About this exercise:
In the records that follow, show each line where the word "DbPool" is present.

Provided data:
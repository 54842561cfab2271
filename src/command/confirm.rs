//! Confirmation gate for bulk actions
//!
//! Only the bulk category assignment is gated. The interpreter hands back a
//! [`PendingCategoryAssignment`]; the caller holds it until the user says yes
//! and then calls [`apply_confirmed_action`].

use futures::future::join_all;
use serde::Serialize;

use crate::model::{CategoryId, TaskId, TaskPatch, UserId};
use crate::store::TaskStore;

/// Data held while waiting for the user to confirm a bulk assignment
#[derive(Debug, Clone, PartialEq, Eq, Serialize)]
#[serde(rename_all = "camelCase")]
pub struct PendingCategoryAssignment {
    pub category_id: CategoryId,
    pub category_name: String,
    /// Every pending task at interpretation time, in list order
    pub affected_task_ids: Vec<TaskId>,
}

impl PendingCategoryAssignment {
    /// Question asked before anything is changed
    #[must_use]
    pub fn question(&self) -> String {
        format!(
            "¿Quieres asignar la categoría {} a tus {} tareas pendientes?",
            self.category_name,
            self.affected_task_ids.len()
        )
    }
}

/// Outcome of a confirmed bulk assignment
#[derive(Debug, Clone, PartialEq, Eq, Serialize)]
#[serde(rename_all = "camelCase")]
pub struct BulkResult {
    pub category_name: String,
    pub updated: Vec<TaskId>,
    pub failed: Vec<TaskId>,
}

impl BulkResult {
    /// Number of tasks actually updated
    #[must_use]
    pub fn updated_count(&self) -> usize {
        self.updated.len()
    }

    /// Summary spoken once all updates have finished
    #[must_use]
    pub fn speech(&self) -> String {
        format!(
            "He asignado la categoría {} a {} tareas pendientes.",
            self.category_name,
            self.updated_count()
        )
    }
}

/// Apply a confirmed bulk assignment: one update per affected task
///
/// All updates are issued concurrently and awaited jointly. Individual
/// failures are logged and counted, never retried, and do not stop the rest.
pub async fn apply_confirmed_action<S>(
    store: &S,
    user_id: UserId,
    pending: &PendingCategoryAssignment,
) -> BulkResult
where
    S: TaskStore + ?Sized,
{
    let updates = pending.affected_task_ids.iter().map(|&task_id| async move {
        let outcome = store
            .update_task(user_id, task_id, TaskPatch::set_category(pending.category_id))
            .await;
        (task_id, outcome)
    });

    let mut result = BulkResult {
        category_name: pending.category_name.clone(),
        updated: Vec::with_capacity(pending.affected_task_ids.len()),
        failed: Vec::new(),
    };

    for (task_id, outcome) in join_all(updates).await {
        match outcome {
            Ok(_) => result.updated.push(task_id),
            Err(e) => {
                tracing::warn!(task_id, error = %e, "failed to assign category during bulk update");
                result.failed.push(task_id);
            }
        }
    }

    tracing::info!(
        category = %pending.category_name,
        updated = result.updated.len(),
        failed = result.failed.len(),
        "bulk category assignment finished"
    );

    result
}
* * *
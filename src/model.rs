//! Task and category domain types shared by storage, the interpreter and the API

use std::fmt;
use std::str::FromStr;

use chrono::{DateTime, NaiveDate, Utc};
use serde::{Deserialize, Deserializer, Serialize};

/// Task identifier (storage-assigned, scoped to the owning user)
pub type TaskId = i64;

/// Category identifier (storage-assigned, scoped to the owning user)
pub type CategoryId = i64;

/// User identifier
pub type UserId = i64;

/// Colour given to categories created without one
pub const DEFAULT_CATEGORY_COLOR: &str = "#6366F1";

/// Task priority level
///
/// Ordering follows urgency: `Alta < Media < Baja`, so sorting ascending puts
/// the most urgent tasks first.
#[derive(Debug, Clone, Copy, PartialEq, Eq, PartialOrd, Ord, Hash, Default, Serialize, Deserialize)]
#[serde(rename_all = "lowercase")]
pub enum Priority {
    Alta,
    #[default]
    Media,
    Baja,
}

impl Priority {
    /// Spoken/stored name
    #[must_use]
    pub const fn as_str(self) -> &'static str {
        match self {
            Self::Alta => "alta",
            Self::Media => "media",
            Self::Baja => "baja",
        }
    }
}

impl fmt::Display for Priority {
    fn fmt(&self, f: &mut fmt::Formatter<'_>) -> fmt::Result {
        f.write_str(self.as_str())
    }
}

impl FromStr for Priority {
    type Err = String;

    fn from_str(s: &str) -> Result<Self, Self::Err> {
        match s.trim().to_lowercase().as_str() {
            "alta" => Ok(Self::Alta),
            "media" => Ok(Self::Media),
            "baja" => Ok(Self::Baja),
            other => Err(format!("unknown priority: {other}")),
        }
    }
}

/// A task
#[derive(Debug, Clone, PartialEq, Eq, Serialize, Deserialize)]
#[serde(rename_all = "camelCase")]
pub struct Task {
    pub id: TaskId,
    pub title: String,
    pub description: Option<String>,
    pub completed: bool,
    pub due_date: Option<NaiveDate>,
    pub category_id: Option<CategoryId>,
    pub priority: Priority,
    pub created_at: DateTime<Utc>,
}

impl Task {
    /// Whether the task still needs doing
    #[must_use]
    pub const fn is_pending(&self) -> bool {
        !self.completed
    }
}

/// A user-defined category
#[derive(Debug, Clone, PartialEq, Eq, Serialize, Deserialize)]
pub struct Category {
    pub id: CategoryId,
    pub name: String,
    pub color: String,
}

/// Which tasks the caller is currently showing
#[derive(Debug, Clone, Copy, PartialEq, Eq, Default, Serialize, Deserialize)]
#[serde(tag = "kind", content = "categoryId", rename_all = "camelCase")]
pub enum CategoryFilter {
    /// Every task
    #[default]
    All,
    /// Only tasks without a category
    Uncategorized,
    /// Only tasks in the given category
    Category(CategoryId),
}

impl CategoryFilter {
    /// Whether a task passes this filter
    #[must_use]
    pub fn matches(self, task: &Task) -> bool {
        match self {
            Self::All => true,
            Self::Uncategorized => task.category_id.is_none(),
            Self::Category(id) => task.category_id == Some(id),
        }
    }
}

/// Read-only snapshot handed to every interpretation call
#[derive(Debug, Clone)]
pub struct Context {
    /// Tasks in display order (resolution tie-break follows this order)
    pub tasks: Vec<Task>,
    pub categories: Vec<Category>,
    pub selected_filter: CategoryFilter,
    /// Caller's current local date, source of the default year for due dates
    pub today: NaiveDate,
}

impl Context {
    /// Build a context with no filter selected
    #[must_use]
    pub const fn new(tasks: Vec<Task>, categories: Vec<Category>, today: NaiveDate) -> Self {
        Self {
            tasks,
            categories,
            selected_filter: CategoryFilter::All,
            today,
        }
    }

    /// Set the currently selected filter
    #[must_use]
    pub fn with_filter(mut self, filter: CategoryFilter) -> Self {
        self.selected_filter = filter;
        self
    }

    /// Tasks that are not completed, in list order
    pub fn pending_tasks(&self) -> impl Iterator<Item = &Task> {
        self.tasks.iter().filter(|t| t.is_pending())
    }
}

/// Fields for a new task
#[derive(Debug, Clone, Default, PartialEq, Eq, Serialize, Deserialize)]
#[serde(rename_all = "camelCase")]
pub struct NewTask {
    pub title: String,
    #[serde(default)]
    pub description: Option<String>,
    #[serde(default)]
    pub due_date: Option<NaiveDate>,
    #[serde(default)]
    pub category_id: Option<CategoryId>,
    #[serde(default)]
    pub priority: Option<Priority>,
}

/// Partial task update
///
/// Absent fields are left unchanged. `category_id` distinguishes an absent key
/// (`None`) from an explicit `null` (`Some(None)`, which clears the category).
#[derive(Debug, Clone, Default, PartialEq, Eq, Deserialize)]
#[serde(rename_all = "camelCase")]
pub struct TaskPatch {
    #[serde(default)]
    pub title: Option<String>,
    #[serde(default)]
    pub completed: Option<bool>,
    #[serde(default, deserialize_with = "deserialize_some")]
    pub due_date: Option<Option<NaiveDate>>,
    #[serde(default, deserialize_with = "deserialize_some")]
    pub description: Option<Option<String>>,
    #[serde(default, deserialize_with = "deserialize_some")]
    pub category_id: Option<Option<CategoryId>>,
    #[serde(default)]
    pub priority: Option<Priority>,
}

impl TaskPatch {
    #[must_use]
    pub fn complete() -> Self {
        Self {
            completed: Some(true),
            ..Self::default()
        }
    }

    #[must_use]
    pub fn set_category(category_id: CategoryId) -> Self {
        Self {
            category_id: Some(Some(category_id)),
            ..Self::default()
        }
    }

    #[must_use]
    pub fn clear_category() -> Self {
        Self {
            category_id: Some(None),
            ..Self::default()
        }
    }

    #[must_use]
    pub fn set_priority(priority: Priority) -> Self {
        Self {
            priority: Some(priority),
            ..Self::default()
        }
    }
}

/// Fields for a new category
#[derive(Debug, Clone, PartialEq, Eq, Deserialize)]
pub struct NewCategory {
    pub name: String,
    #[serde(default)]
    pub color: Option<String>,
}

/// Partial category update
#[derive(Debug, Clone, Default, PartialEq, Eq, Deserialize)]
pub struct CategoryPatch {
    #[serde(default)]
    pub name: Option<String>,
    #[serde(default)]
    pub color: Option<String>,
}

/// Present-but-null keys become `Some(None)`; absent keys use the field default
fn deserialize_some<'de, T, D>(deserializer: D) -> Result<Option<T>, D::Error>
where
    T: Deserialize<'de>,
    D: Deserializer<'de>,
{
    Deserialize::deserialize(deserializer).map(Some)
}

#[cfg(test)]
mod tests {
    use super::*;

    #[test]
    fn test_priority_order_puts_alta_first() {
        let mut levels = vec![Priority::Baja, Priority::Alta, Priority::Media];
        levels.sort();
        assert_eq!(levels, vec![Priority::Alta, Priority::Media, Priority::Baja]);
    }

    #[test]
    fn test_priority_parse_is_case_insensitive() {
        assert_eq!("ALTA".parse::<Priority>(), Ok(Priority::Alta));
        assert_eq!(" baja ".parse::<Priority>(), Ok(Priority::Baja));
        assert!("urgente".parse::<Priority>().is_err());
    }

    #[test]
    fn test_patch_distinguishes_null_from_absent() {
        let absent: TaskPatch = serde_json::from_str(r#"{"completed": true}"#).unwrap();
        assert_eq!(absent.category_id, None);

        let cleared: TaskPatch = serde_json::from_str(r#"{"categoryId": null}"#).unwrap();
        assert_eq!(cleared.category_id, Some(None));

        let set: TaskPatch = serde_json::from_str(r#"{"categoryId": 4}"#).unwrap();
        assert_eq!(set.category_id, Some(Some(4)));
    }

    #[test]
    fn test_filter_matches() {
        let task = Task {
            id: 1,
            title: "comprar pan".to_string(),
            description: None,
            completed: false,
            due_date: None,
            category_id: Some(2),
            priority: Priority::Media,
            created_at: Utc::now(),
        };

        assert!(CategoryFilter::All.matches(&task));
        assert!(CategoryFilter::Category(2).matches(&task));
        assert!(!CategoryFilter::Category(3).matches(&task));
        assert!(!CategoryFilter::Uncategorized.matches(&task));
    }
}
==
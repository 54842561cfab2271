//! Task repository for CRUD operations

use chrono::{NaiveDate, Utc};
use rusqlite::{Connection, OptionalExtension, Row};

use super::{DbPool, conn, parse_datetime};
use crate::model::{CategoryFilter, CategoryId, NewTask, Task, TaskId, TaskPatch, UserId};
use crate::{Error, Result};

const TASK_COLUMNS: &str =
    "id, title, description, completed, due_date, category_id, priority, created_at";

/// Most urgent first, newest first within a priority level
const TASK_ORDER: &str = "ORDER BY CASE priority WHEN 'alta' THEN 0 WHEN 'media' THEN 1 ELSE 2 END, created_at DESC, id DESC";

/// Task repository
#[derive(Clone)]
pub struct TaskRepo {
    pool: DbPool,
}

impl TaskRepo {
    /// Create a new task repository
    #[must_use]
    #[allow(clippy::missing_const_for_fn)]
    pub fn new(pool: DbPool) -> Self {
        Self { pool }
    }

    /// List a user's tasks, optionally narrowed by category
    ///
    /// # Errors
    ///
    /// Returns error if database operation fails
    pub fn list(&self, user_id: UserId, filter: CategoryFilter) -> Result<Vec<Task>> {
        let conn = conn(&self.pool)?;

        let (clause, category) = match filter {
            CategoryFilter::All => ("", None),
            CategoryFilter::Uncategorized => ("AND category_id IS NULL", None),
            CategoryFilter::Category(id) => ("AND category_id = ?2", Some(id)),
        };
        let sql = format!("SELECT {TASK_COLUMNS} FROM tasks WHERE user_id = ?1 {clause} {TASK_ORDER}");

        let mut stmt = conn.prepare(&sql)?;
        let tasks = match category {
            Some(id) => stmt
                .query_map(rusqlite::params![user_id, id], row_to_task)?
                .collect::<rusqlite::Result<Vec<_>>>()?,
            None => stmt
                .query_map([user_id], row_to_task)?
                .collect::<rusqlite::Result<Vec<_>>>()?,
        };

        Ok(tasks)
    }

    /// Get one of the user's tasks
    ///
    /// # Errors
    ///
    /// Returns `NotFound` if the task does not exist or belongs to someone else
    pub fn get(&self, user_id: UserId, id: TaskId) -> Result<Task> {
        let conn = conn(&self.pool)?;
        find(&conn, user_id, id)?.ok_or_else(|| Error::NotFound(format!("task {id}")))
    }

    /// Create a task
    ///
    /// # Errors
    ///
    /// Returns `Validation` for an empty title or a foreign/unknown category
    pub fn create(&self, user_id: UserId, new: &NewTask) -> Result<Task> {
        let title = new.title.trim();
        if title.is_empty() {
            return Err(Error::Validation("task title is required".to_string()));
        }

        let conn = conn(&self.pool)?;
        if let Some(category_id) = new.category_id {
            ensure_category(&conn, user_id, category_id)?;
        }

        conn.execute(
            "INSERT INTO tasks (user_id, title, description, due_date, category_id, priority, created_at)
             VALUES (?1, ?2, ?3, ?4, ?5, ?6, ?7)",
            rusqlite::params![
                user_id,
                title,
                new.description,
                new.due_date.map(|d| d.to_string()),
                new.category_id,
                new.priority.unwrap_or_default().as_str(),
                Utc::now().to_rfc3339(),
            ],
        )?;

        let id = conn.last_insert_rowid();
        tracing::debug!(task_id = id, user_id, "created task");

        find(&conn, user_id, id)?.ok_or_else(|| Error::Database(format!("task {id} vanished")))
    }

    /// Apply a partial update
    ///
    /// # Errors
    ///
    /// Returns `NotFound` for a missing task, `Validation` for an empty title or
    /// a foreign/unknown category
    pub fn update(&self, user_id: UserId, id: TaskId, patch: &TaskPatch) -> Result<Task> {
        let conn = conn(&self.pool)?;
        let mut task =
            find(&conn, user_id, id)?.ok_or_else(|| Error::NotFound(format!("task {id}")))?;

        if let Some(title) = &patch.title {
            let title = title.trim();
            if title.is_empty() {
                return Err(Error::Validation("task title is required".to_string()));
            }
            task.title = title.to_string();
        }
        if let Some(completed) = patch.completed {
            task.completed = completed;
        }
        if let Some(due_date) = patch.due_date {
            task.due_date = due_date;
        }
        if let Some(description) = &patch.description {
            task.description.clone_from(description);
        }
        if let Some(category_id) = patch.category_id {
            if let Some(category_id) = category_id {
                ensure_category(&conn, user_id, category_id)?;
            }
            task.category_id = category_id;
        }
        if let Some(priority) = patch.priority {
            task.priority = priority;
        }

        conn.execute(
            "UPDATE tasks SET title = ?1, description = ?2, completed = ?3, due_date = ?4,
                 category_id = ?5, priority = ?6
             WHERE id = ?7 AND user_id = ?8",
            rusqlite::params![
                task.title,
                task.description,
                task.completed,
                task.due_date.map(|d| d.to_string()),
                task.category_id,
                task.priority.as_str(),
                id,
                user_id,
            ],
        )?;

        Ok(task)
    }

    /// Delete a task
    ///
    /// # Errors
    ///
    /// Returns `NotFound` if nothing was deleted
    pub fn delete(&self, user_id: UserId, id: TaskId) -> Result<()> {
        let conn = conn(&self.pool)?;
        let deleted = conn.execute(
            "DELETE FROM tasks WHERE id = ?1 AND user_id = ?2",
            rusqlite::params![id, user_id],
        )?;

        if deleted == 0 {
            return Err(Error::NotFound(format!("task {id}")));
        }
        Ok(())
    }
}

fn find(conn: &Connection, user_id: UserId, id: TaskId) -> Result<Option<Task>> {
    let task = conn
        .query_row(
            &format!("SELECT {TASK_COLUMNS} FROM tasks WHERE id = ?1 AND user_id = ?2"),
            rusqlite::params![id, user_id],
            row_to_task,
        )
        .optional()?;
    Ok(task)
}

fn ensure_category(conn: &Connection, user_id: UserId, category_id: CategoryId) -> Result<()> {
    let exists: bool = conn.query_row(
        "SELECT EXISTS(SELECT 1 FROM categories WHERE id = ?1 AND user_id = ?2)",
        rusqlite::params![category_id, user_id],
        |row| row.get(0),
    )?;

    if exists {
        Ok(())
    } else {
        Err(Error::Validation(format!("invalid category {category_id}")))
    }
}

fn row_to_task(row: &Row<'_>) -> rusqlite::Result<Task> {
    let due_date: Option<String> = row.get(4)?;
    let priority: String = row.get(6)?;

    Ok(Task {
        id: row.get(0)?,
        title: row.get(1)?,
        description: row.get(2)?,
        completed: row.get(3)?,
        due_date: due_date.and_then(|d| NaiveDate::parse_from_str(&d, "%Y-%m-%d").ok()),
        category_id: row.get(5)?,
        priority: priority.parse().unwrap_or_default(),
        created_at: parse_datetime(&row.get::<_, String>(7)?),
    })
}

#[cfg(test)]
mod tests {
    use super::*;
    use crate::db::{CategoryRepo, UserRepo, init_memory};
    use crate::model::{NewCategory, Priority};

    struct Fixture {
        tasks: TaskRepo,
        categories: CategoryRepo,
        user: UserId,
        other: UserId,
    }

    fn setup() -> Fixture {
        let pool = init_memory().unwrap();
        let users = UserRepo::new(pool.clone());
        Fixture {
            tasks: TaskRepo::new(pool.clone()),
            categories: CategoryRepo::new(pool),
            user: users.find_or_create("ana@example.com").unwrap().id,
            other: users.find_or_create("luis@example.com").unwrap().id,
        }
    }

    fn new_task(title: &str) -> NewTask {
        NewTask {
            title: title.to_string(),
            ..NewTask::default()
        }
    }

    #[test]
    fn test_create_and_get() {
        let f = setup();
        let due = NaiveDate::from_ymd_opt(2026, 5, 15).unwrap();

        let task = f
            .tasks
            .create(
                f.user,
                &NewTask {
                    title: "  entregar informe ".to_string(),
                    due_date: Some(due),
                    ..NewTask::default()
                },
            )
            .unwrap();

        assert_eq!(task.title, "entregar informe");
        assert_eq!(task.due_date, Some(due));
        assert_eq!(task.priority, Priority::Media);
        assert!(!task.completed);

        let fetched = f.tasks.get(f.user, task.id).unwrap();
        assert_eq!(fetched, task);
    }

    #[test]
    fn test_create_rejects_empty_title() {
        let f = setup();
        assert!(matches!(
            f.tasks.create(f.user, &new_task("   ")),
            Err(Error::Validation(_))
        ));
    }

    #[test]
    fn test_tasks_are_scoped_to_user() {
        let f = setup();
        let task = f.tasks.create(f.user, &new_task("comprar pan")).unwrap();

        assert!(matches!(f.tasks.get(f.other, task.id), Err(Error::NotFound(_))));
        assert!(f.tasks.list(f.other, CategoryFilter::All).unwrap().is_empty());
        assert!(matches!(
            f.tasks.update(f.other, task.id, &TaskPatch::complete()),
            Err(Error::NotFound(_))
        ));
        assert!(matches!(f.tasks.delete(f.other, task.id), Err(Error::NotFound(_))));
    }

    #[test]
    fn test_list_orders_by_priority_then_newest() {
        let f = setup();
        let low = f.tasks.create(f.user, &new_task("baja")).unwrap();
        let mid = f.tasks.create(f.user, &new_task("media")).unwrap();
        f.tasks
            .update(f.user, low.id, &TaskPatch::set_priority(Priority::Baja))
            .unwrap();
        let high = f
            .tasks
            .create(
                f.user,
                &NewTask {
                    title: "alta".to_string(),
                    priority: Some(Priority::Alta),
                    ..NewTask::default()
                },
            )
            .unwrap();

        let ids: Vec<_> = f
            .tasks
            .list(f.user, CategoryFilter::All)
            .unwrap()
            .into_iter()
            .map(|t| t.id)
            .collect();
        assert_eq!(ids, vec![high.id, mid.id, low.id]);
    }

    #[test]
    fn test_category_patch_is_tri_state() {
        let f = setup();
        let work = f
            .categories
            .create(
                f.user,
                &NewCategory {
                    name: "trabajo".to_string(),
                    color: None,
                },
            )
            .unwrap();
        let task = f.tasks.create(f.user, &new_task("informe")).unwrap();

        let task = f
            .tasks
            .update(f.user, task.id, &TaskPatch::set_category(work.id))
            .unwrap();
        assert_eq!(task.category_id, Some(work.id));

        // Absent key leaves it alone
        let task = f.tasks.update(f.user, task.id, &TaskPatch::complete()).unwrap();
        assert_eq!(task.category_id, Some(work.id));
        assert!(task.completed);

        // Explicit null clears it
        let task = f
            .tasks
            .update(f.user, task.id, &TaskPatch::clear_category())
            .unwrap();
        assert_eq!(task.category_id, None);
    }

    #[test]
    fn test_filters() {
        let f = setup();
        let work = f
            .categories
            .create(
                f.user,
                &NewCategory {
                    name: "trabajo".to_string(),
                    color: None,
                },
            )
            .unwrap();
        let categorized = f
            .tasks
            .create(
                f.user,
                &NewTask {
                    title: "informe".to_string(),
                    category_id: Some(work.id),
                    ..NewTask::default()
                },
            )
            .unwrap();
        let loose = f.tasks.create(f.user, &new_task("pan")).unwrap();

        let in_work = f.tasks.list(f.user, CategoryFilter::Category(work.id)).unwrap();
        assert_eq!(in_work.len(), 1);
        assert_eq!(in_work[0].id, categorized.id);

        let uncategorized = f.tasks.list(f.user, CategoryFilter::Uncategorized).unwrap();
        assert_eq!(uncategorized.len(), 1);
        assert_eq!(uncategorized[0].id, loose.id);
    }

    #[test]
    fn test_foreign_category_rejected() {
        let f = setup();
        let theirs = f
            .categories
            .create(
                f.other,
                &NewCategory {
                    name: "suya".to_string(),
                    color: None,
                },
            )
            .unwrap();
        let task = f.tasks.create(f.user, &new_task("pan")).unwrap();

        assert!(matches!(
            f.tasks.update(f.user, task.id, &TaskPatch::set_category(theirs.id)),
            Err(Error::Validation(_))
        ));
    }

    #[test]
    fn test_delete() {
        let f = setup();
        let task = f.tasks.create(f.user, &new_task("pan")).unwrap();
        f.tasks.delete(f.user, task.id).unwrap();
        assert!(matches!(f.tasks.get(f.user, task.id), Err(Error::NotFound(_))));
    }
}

Response:
use super::{DbPool, conn, parse_datetime};
    pool: DbPool,
    pub fn new(pool: DbPool) -> Self {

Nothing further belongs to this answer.